My writing partner, Teresa, and I are also grateful to the countless other parents, educators, colleagues, friends, and boys across the country whose shared stories and questions provided the basis for this book. Many who opened their lives to us in the writing of Raising Cain: Protecting the Emotional Life of Boys returned with updates and new puzzlements or concerns.
We extend thanks to Liz Perle, who heard me speak at the Town School for Boys in San Francisco and suggested I continue to talk with parents through a question-and-answer book, and to our agent, Gail Ross, for carrying the project forward. We also appreciate the efforts of Ballantine editor Joanne Wyckoff and her editorial and production staff, and the special assistance of Eileen Chetti, Sherry Laten, Leslie Kagan, and Melissa Jordan-Drummond.
I would like to thank my wife, Theresa, and my children, Joanna and Will, for their love and support, and their patience with my writing Speaking of Boys on our Florida vacation. Teresa thanks her husband, Steve, and her children, Aaron, Rachel, and Rebecca, for their love, support, and patience on the home front.
Speaking of boys, we offer particular thanks to the sons in our lives (Will and Aaron) for providing such a vital piece of our continuing education.
Introduction
InRaising Cain: Protecting the Emotional Life of Boys, my coauthor, Dan Kindlon, and I set out to break the traditional silence about boys' emotional lives and advance a more enlightened approach for raising boys to be emotionally whole, moral, and resilient young men. The tragic shootings at Columbine High School focused public attention squarely on these issues, and for more than a year since the publication of Raising Cain, we have been on the road continuously, speaking to parent and teacher groups, education leaders, public policy makers, and the media across the nation about the nature and potential of boys.
The silence has certainly been broken. The level and fervor of public dialogue has been gratifying. What has impressed us the most, however, has been the freeing effect this public conversation has had on parents' willingness to seek advice about issues they face with their sons at home. Wherever we go now, and in letters from readers of Raising Cain, parents are more eager than ever to share their boy stories, open up their lives, and air their concerns and questions. The hesitation that used to couch so many questions about boys is gone. What we hear now are more candid questions that reflect the great diversity of boys and boy experience-all kinds of questions about all kinds of boys. This is good.
The value in asking questions out loud is that more people can learn from them. Sometimes the answers offer new ideas or insights. Sometimes they confirm that which a parent already believed, but may have wondered about.
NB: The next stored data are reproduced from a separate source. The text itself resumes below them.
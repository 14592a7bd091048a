use std::borrow::Cow;

use miniz_oxide::{deflate::compress_to_vec_zlib, inflate::decompress_to_vec_zlib_with_limit};
use rand::{Rng, rngs::StdRng};

use crate::{
    error::IntegrityFailure,
    specification::{
        CRC_FRAME_MIN_LEN, CRC_LEN_LIMIT, CRC_PAD_MAX_LEN, CRC_RESIDUE, CRC_TRAILER_LEN,
        CRC_UNIT_LEN, DEFLATE_FRAME_MIN_LEN, DEFLATE_LEN_LIMIT, DEFLATE_MAX_OUTPUT,
        DEFLATE_UNIT_LEN, LEN_FIELD_LEN, ZLIB_HEADER,
    },
};

const DEFLATE_LEVEL: u8 = 6;

/// A length-prefixed frame format.
///
/// Every frame starts with its total length as a big-endian `u16`.
pub(crate) trait FrameCodec: core::fmt::Debug + Send {
    /// The largest payload packed into one frame.
    const UNIT_LEN: usize;

    /// Any `len` field at or above this value is invalid.
    const LEN_LIMIT: usize;

    /// Appends one frame carrying `payload` to `out`. Empty payloads produce
    /// no frame.
    fn seal(&mut self, payload: &[u8], out: &mut Vec<u8>);

    /// Verifies a complete frame (including its `len` field) and returns
    /// its payload.
    fn open<'a>(&self, frame: &'a [u8]) -> Result<Cow<'a, [u8]>, IntegrityFailure>;

    /// Splits `buf` into `UNIT_LEN` chunks and seals each of them in order.
    fn seal_all(&mut self, buf: &[u8]) -> Vec<u8> {
        let mut out = Vec::with_capacity(buf.len() + buf.len() / 64 + 32);
        for chunk in buf.chunks(Self::UNIT_LEN) {
            self.seal(chunk, &mut out);
        }
        out
    }
}

/// CRC32-verified frames with random padding.
#[derive(Debug)]
pub(crate) struct CrcCodec {
    rng: StdRng,
}

impl CrcCodec {
    pub(crate) fn with_rng(rng: StdRng) -> Self {
        Self { rng }
    }
}

impl FrameCodec for CrcCodec {
    const UNIT_LEN: usize = CRC_UNIT_LEN;
    const LEN_LIMIT: usize = CRC_LEN_LIMIT;

    fn seal(&mut self, payload: &[u8], out: &mut Vec<u8>) {
        if payload.is_empty() {
            return;
        }
        debug_assert!(payload.len() <= Self::UNIT_LEN);

        let pad_len = usize::from(self.rng.random::<u8>()) % (CRC_PAD_MAX_LEN + 1);
        let frame_len = LEN_FIELD_LEN + 1 + pad_len + payload.len() + CRC_TRAILER_LEN;

        let start = out.len();
        out.extend_from_slice(&(frame_len as u16).to_be_bytes());
        out.push(pad_len as u8 + 1);
        let pad_pos = out.len();
        out.resize(pad_pos + pad_len, 0);
        self.rng.fill(&mut out[pad_pos..]);
        out.extend_from_slice(payload);

        let crc = CRC_RESIDUE - crc32fast::hash(&out[start..]);
        out.extend_from_slice(&crc.to_le_bytes());
    }

    fn open<'a>(&self, frame: &'a [u8]) -> Result<Cow<'a, [u8]>, IntegrityFailure> {
        let frame_len = frame.len();
        if frame_len < CRC_FRAME_MIN_LEN {
            return Err(IntegrityFailure::FrameTooShort {
                received: frame_len as u16,
            });
        }

        // The trailer makes the CRC32 of a whole intact frame a constant.
        if crc32fast::hash(frame) != CRC_RESIDUE {
            return Err(IntegrityFailure::ChecksumMismatch);
        }

        let hdr_len = frame[LEN_FIELD_LEN];
        let payload_pos = LEN_FIELD_LEN + usize::from(hdr_len);
        let payload_end = frame_len - CRC_TRAILER_LEN;
        if hdr_len == 0 || payload_pos > payload_end {
            return Err(IntegrityFailure::HeaderLenInvalid { received: hdr_len });
        }
        Ok(Cow::Borrowed(&frame[payload_pos..payload_end]))
    }
}

/// DEFLATE-compressed frames.
#[derive(Debug, Default)]
pub(crate) struct DeflateCodec;

impl FrameCodec for DeflateCodec {
    const UNIT_LEN: usize = DEFLATE_UNIT_LEN;
    const LEN_LIMIT: usize = DEFLATE_LEN_LIMIT;

    fn seal(&mut self, payload: &[u8], out: &mut Vec<u8>) {
        if payload.is_empty() {
            return;
        }
        debug_assert!(payload.len() <= Self::UNIT_LEN);

        // The zlib header is replaced by the length of the whole zlib stream.
        let stream = compress_to_vec_zlib(payload, DEFLATE_LEVEL);
        out.extend_from_slice(&(stream.len() as u16).to_be_bytes());
        out.extend_from_slice(&stream[ZLIB_HEADER.len()..]);
    }

    fn open<'a>(&self, frame: &'a [u8]) -> Result<Cow<'a, [u8]>, IntegrityFailure> {
        if frame.len() < DEFLATE_FRAME_MIN_LEN {
            return Err(IntegrityFailure::FrameTooShort {
                received: frame.len() as u16,
            });
        }
        let mut stream = Vec::with_capacity(frame.len());
        stream.extend_from_slice(&ZLIB_HEADER);
        stream.extend_from_slice(&frame[LEN_FIELD_LEN..]);
        decompress_to_vec_zlib_with_limit(&stream, DEFLATE_MAX_OUTPUT)
            .map(Cow::Owned)
            .map_err(|_| IntegrityFailure::InflateFailed)
    }
}

#[cfg(test)]
mod test {
    use rand::SeedableRng;

    use super::*;

    fn crc_codec() -> CrcCodec {
        CrcCodec::with_rng(StdRng::from_seed([0u8; 32]))
    }

    #[test]
    fn test_crc_frame_layout() {
        let mut codec = crc_codec();
        for _ in 0..256 {
            let mut out = Vec::new();
            codec.seal(b"hello", &mut out);

            let pad_len = usize::from(out[2]) - 1;
            assert!(pad_len <= CRC_PAD_MAX_LEN);
            assert_eq!(out.len(), 12 + pad_len);
            assert_eq!(usize::from(u16::from_be_bytes([out[0], out[1]])), out.len());
            assert_eq!(&out[3 + pad_len..out.len() - 4], b"hello");
            assert_eq!(crc32fast::hash(&out), CRC_RESIDUE);

            assert_eq!(codec.open(&out).unwrap().as_ref(), b"hello");
        }
    }

    #[test]
    fn test_crc_padding_varies() {
        let mut codec = crc_codec();
        let lens: std::collections::HashSet<usize> = (0..512)
            .map(|_| {
                let mut out = Vec::new();
                codec.seal(b"x", &mut out);
                out.len()
            })
            .collect();
        assert_eq!(lens.len(), CRC_PAD_MAX_LEN + 1);
    }

    #[test]
    fn test_empty_payload_emits_nothing() {
        let mut out = Vec::new();
        crc_codec().seal(b"", &mut out);
        DeflateCodec.seal(b"", &mut out);
        assert!(out.is_empty());
        assert!(crc_codec().seal_all(b"").is_empty());
        assert!(DeflateCodec.seal_all(b"").is_empty());
    }

    #[test]
    fn test_seal_all_splits_into_units() {
        let data = vec![0x5au8; CRC_UNIT_LEN * 2 + 1];
        let wire = crc_codec().seal_all(&data);

        let mut frames = 0;
        let mut pos = 0;
        let mut payload = Vec::new();
        while pos < wire.len() {
            let len = usize::from(u16::from_be_bytes([wire[pos], wire[pos + 1]]));
            assert!(len < CRC_LEN_LIMIT);
            payload.extend_from_slice(&crc_codec().open(&wire[pos..pos + len]).unwrap());
            pos += len;
            frames += 1;
        }
        assert_eq!(frames, 3);
        assert_eq!(payload, data);
    }

    #[test]
    fn test_crc_rejects_bad_frames() {
        let codec = crc_codec();
        assert_eq!(
            codec.open(&[0, 3, 1]),
            Err(IntegrityFailure::FrameTooShort { received: 3 })
        );

        let mut out = Vec::new();
        crc_codec().seal(b"payload", &mut out);
        out[4] ^= 0x01;
        assert_eq!(codec.open(&out), Err(IntegrityFailure::ChecksumMismatch));
    }

    #[test]
    fn test_crc_rejects_header_len_past_payload() {
        // A checksum-valid frame whose hdr_len points into the trailer.
        let mut frame = vec![0u8, 8, 6, b'a'];
        let crc = CRC_RESIDUE - crc32fast::hash(&frame);
        frame.extend_from_slice(&crc.to_le_bytes());
        assert_eq!(
            crc_codec().open(&frame),
            Err(IntegrityFailure::HeaderLenInvalid { received: 6 })
        );
    }

    #[test]
    fn test_deflate_frame_layout() {
        let payload = b"hello hello hello hello hello".repeat(20);
        let mut out = Vec::new();
        DeflateCodec.seal(&payload, &mut out);

        let len = usize::from(u16::from_be_bytes([out[0], out[1]]));
        assert_eq!(len, out.len());
        assert!(len < payload.len());

        let mut stream = ZLIB_HEADER.to_vec();
        stream.extend_from_slice(&out[2..]);
        assert_eq!(miniz_oxide::inflate::decompress_to_vec_zlib(&stream).unwrap(), payload);

        assert_eq!(DeflateCodec.open(&out).unwrap().as_ref(), &payload[..]);
    }

    #[test]
    fn test_deflate_incompressible_unit_fits() {
        let mut rng = StdRng::from_seed([9u8; 32]);
        let mut payload = vec![0u8; DEFLATE_UNIT_LEN];
        rng.fill(&mut payload[..]);
        let mut out = Vec::new();
        DeflateCodec.seal(&payload, &mut out);
        assert!(out.len() < DEFLATE_LEN_LIMIT);
        assert_eq!(DeflateCodec.open(&out).unwrap().as_ref(), &payload[..]);
    }

    #[test]
    fn test_deflate_rejects_corruption() {
        let mut out = Vec::new();
        DeflateCodec.seal(b"some text that compresses", &mut out);
        let truncated = &out[..out.len() - 6];
        assert_eq!(DeflateCodec.open(truncated), Err(IntegrityFailure::InflateFailed));
        assert_eq!(
            DeflateCodec.open(&[0, 2]),
            Err(IntegrityFailure::FrameTooShort { received: 2 })
        );
    }
}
And sometimes just hearing that other parents have the same questions can give a feeling of connection to the greater community of caring adults. As child psychologists, we, too, have learned from the questions. The more I hear, the more clearly I can see what perplexes parents and educators about boys and what we can do to help them.
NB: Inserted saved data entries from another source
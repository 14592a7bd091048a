//! The authenticated stage.
//!
//! `auth_simple` uses the same CRC32 framing as `verify_simple`, but the
//! first frame a client sends starts with an 8-byte identity header:
//!
//! ```text
//! +-----------+---------------+------------------
//! | client_id | connection_id |  application data
//! +-----------+---------------+------------------
//! |  4 (LE)   |     4 (LE)    |
//! +-----------+---------------+------------------
//! ```
//!
//! The server admits the pair through the process-wide [`ClientTable`], so
//! replayed or out-of-window connections are refused.
use std::sync::atomic::{AtomicU32, Ordering};

use log::debug;
use rand::{Rng, SeedableRng, rngs::StdRng};

use crate::{
    codec::{CrcCodec, FrameCodec},
    config::{EndpointType, ServerInfo},
    error::{Error, Rejection},
    replay_window::ClientTable,
    specification::{AUTH_CONNECTION_ID_SPAN, AUTH_HDR_LEN},
    stage::{SharedState, Stage, build_sub_stage},
    state_machine::{FrameReceiver, NoGuard, PayloadGuard},
};

/// Authentication state shared by all `auth_simple` connections of a
/// process.
///
/// On the client it hands out the identity of each new connection; on the
/// server it holds the table of admitted clients.
#[derive(Debug)]
pub struct AuthData {
    clients: ClientTable,
    client_id: u32,
    next_connection_id: AtomicU32,
}

impl Default for AuthData {
    fn default() -> Self {
        Self::new()
    }
}

impl AuthData {
    /// Creates authentication state with a random client identity.
    pub fn new() -> Self {
        let mut rng = StdRng::from_os_rng();
        let client_id = rng.random();
        let first_connection_id = rng.random_range(0..AUTH_CONNECTION_ID_SPAN);
        Self::with_identity(client_id, first_connection_id)
    }

    /// Creates authentication state with a fixed client identity.
    pub fn with_identity(client_id: u32, first_connection_id: u32) -> Self {
        Self {
            clients: ClientTable::new(),
            client_id,
            next_connection_id: AtomicU32::new(first_connection_id),
        }
    }

    /// The table of admitted clients.
    pub fn clients(&self) -> &ClientTable {
        &self.clients
    }

    /// The identity this process uses as a client.
    pub fn client_id(&self) -> u32 {
        self.client_id
    }

    pub(crate) fn next_connection_id(&self) -> u32 {
        self.next_connection_id.fetch_add(1, Ordering::Relaxed)
    }
}

/// CRC32 framing plus client admission.
#[derive(Debug)]
pub struct AuthSimple {
    info: Option<ServerInfo>,
    sub_stage: Option<Box<dyn Stage>>,
    codec: CrcCodec,
    receiver: FrameReceiver,
    shared: SharedState,
    has_sent_header: bool,
    peer: Option<(u32, u32)>,
}

impl Default for AuthSimple {
    fn default() -> Self {
        Self::new()
    }
}

impl AuthSimple {
    /// Creates an unconfigured authenticated stage.
    pub fn new() -> Self {
        Self {
            info: None,
            sub_stage: None,
            codec: CrcCodec::with_rng(StdRng::from_os_rng()),
            receiver: FrameReceiver::new(),
            shared: SharedState::process_wide(),
            has_sent_header: false,
            peer: None,
        }
    }

    /// The `(client_id, connection_id)` pair admitted by the server side.
    pub fn peer(&self) -> Option<(u32, u32)> {
        self.peer
    }
}

impl Stage for AuthSimple {
    fn name(&self) -> &'static str {
        "auth_simple"
    }

    fn init_data(&self) -> SharedState {
        SharedState::with_auth(AuthData::new())
    }

    fn set_server_info(&mut self, info: ServerInfo) {
        self.sub_stage = build_sub_stage(&info);
        self.shared = info.shared().clone();
        self.info = Some(info);
    }

    fn server_info(&self) -> Option<&ServerInfo> {
        self.info.as_ref()
    }

    fn sub_stage_mut(&mut self) -> Option<&mut (dyn Stage + 'static)> {
        self.sub_stage.as_deref_mut()
    }

    fn pre_encrypt(&mut self, side: EndpointType, buf: &[u8]) -> Vec<u8> {
        if side == EndpointType::Server || self.has_sent_header {
            return self.codec.seal_all(buf);
        }
        self.has_sent_header = true;

        let auth = self.shared.auth();
        let mut first = Vec::with_capacity(AUTH_HDR_LEN + buf.len());
        first.extend_from_slice(&auth.client_id().to_le_bytes());
        first.extend_from_slice(&auth.next_connection_id().to_le_bytes());
        first.extend_from_slice(buf);
        self.codec.seal_all(&first)
    }

    fn post_decrypt(&mut self, side: EndpointType, buf: &[u8]) -> Result<Vec<u8>, Error> {
        match side {
            EndpointType::Client => {
                self.receiver.post_decrypt(&self.codec, &mut NoGuard, side, buf)
            }
            EndpointType::Server => {
                let mut guard = AuthGuard {
                    clients: self.shared.auth().clients(),
                    peer: &mut self.peer,
                };
                self.receiver.post_decrypt(&self.codec, &mut guard, side, buf)
            }
        }
    }

    fn is_passthrough(&self) -> bool {
        self.receiver.is_passthrough()
    }
}

/// Checks the identity header of the first frame and strips it.
struct AuthGuard<'a> {
    clients: &'a ClientTable,
    peer: &'a mut Option<(u32, u32)>,
}

impl PayloadGuard for AuthGuard<'_> {
    fn check(&mut self, payload: &[u8]) -> Result<usize, Error> {
        if self.peer.is_some() {
            return Ok(0);
        }
        let Some((client_id, connection_id)) = parse_header(payload) else {
            return Err(Rejection::MissingHeader {
                received: payload.len(),
            }
            .into());
        };
        if !self.clients.insert(client_id, connection_id) {
            return Err(Rejection::Denied {
                client_id,
                connection_id,
            }
            .into());
        }
        debug!(
            target: "verifywire",
            "admitted client {:#010x}, connection {:#010x}", client_id, connection_id
        );
        *self.peer = Some((client_id, connection_id));
        Ok(AUTH_HDR_LEN)
    }

    fn delivered(&mut self) {
        if let Some((client_id, connection_id)) = *self.peer {
            self.clients.update(client_id, connection_id);
        }
    }
}

fn parse_header(payload: &[u8]) -> Option<(u32, u32)> {
    let header: &[u8; AUTH_HDR_LEN] = payload.get(..AUTH_HDR_LEN)?.try_into().ok()?;
    let client_id = u32::from_le_bytes([header[0], header[1], header[2], header[3]]);
    let connection_id = u32::from_le_bytes([header[4], header[5], header[6], header[7]]);
    Some((client_id, connection_id))
}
I was asked to write Speaking of Boys, not as a textbook on boy psychology, but as an extension of the kind of relaxed discussion of boy life that typically unfolds at my public speaking engagements and in private therapy with boys and their families. While IVe answered thousands of questions in these settings, it never occurred to me to write them all down and save them, first because I was too busy listening and talking to do any writing, but also because I have the organizational skills of an average eighth-grade boy. As it turned out, there was no need for old notes.
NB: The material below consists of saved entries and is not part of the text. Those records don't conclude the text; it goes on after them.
//! All possible non-I/O stage errors.
//!
use core::{
    error,
    fmt::{Display, Formatter},
};
use std::io::{self, ErrorKind};

/// Enumeration of all possible non-I/O stage errors.
#[derive(Clone, Debug, Eq, PartialEq, Hash)]
#[non_exhaustive]
pub enum Error {
    /// The very first frame of the connection could not be parsed.
    ///
    /// The peer is most likely not running the same stage (or no stage at
    /// all). The stage has switched to raw passthrough.
    ///
    /// # Suggested error handling strategy
    ///
    /// This error is not fatal. It signals that this stage should no longer
    /// be attempted on the connection; the bytes that follow are relayed
    /// unchanged.
    ProtocolMismatch,

    /// A frame failed verification after at least one frame had been
    /// decoded successfully.
    ///
    /// The parameter provides a hint about which check failed.
    ///
    /// # Suggested error handling strategy
    ///
    /// This error is fatal. The stream is corrupted and the connection
    /// should be closed.
    IntegrityFailure(IntegrityFailure),

    /// The authenticated framer refused the client/connection identifier
    /// carried by the first frame.
    ///
    /// # Suggested error handling strategy
    ///
    /// This error is fatal and is handled like [`Error::IntegrityFailure`].
    AdmissionRejected(Rejection),

    /// The stage could not be configured.
    Config(ConfigError),
}

/// The reason a frame failed verification.
#[derive(Clone, Debug, Eq, PartialEq, Hash)]
#[non_exhaustive]
pub enum IntegrityFailure {
    /// The `len` field of the frame is at or above the framer's limit.
    LengthOutOfRange {
        /// The received `len` field of the frame.
        received: u16,
    },

    /// The `len` field is too small to hold the fixed frame fields.
    FrameTooShort {
        /// The received `len` field of the frame.
        received: u16,
    },

    /// The CRC32 trailer does not match the frame contents.
    ChecksumMismatch,

    /// The `hdr_len` field points beyond the payload.
    HeaderLenInvalid {
        /// The received `hdr_len` field of the frame.
        received: u8,
    },

    /// The DEFLATE body could not be decompressed.
    InflateFailed,
}

/// The reason the authenticated framer refused a connection.
#[derive(Clone, Debug, Eq, PartialEq, Hash)]
#[non_exhaustive]
pub enum Rejection {
    /// The first frame carried fewer than 8 payload bytes.
    MissingHeader {
        /// The number of payload bytes received.
        received: usize,
    },

    /// The client table refused the identifier pair.
    Denied {
        /// The client identifier carried by the frame.
        client_id: u32,
        /// The connection identifier carried by the frame.
        connection_id: u32,
    },
}

/// Errors raised while building or configuring a stage.
#[derive(Clone, Debug, Eq, PartialEq, Hash)]
#[non_exhaustive]
pub enum ConfigError {
    /// No stage is registered under this name.
    UnknownStage {
        /// The requested stage name.
        name: String,
    },
}

impl Error {
    /// Returns `true` if the connection cannot continue.
    ///
    /// [`Error::ProtocolMismatch`] is the only non-fatal variant.
    pub fn is_fatal(&self) -> bool {
        !matches!(self, Error::ProtocolMismatch)
    }
}

impl Display for Error {
    fn fmt(&self, f: &mut Formatter<'_>) -> core::fmt::Result {
        match self {
            Error::ProtocolMismatch => write!(f, "ProtocolMismatch"),
            Error::IntegrityFailure(err) => write!(f, "IntegrityFailure: {}", err),
            Error::AdmissionRejected(err) => write!(f, "AdmissionRejected: {}", err),
            Error::Config(err) => write!(f, "Config: {}", err),
        }
    }
}

impl Display for IntegrityFailure {
    fn fmt(&self, f: &mut Formatter<'_>) -> core::fmt::Result {
        match self {
            IntegrityFailure::LengthOutOfRange { received } => {
                write!(f, "LengthOutOfRange: received {}", received)
            }
            IntegrityFailure::FrameTooShort { received } => {
                write!(f, "FrameTooShort: received {}", received)
            }
            IntegrityFailure::ChecksumMismatch => write!(f, "ChecksumMismatch"),
            IntegrityFailure::HeaderLenInvalid { received } => {
                write!(f, "HeaderLenInvalid: received {}", received)
            }
            IntegrityFailure::InflateFailed => write!(f, "InflateFailed"),
        }
    }
}

impl Display for Rejection {
    fn fmt(&self, f: &mut Formatter<'_>) -> core::fmt::Result {
        match self {
            Rejection::MissingHeader { received } => {
                write!(f, "MissingHeader: received {} bytes", received)
            }
            Rejection::Denied { client_id, connection_id } => write!(
                f,
                "Denied: client {:#010x}, connection {:#010x}",
                client_id, connection_id
            ),
        }
    }
}

impl Display for ConfigError {
    fn fmt(&self, f: &mut Formatter<'_>) -> core::fmt::Result {
        match self {
            ConfigError::UnknownStage { name } => write!(f, "UnknownStage: {:?}", name),
        }
    }
}

impl error::Error for Error {
    fn source(&self) -> Option<&(dyn error::Error + 'static)> {
        match self {
            Error::ProtocolMismatch => None,
            Error::IntegrityFailure(err) => Some(err),
            Error::AdmissionRejected(err) => Some(err),
            Error::Config(err) => Some(err),
        }
    }
}

impl error::Error for IntegrityFailure {}

impl error::Error for Rejection {}

impl error::Error for ConfigError {}

impl From<Error> for io::Error {
    fn from(e: Error) -> Self {
        io::Error::new(ErrorKind::Other, e)
    }
}

impl From<IntegrityFailure> for io::Error {
    fn from(e: IntegrityFailure) -> Self {
        io::Error::new(ErrorKind::Other, Error::IntegrityFailure(e))
    }
}

impl From<IntegrityFailure> for Error {
    fn from(e: IntegrityFailure) -> Self {
        Error::IntegrityFailure(e)
    }
}

impl From<Rejection> for Error {
    fn from(e: Rejection) -> Self {
        Error::AdmissionRejected(e)
    }
}

impl From<ConfigError> for Error {
    fn from(e: ConfigError) -> Self {
        Error::Config(e)
    }
}

#[cfg(test)]
mod test {
    use super::*;

    #[test]
    fn test_only_mismatch_is_recoverable() {
        assert!(!Error::ProtocolMismatch.is_fatal());
        assert!(Error::from(IntegrityFailure::ChecksumMismatch).is_fatal());
        assert!(Error::from(Rejection::MissingHeader { received: 3 }).is_fatal());
    }

    #[test]
    fn test_io_error_downcast() {
        let e: io::Error = IntegrityFailure::InflateFailed.into();
        assert_eq!(e.kind(), ErrorKind::Other);
        let inner = e.get_ref().and_then(|e| e.downcast_ref::<Error>());
        assert_eq!(
            inner,
            Some(&Error::IntegrityFailure(IntegrityFailure::InflateFailed))
        );
    }

    #[test]
    fn test_display() {
        let e = Error::from(Rejection::Denied { client_id: 1, connection_id: 2 });
        assert_eq!(
            e.to_string(),
            "AdmissionRejected: Denied: client 0x00000001, connection 0x00000002"
        );
    }
}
I invited Teresa Barker, a veteran journalist who collaborated as our writing partner for Raising Cain, to join me on this new adventure, collecting fresh stories and questions from parents, teachers, mental health professionals, and other caring adults across the country and from all walks of life. Teresa is the mother of a son, age fourteen, and two daughters. Though not a psychologist, she has a natural gift for putting parents at ease. Many parents who have never attended a parenting talk shared their concerns and questions in personal interviews with her. Many parents who don't have access to private therapy were pleased to bring their concerns to me this way. And many people who would never ask their questions in public found a comfort level in tossing their questions into the pot anonymously and for the common good.
To keep the book a manageable length, we selected questions that best represented the concerns I hear again and again from parents and others engaged in working with boys. To share the rich diversity of life with boys, while protecting everyone's privacy, we changed names and some details in the stories. Every one of these questions reflects a true-life minidrama or sometimes the comic relief also a trademark in the life of boys. We chose not to clean up the scenarios to simplify the lives and the issues they raised. In everyday life, parents and teachers-and therapists-are asked to problem-solve with insufficient information. The process of discovery includes looking for more than one explanation and remaining open to more than one kind of response. This is the way we need to talk and think to get closer to the truth.
There was no way to rank the questions. Who's to say that a question about what makes one happy boy tick is any more important than a question about what makes another boy a walking time bomb? When questions come from a caring place, they are all equal. So we grouped the questions in categories by topic. They cover the full range of boy life, from the most serious concerns to the most humorous, and they cover all ages of boys.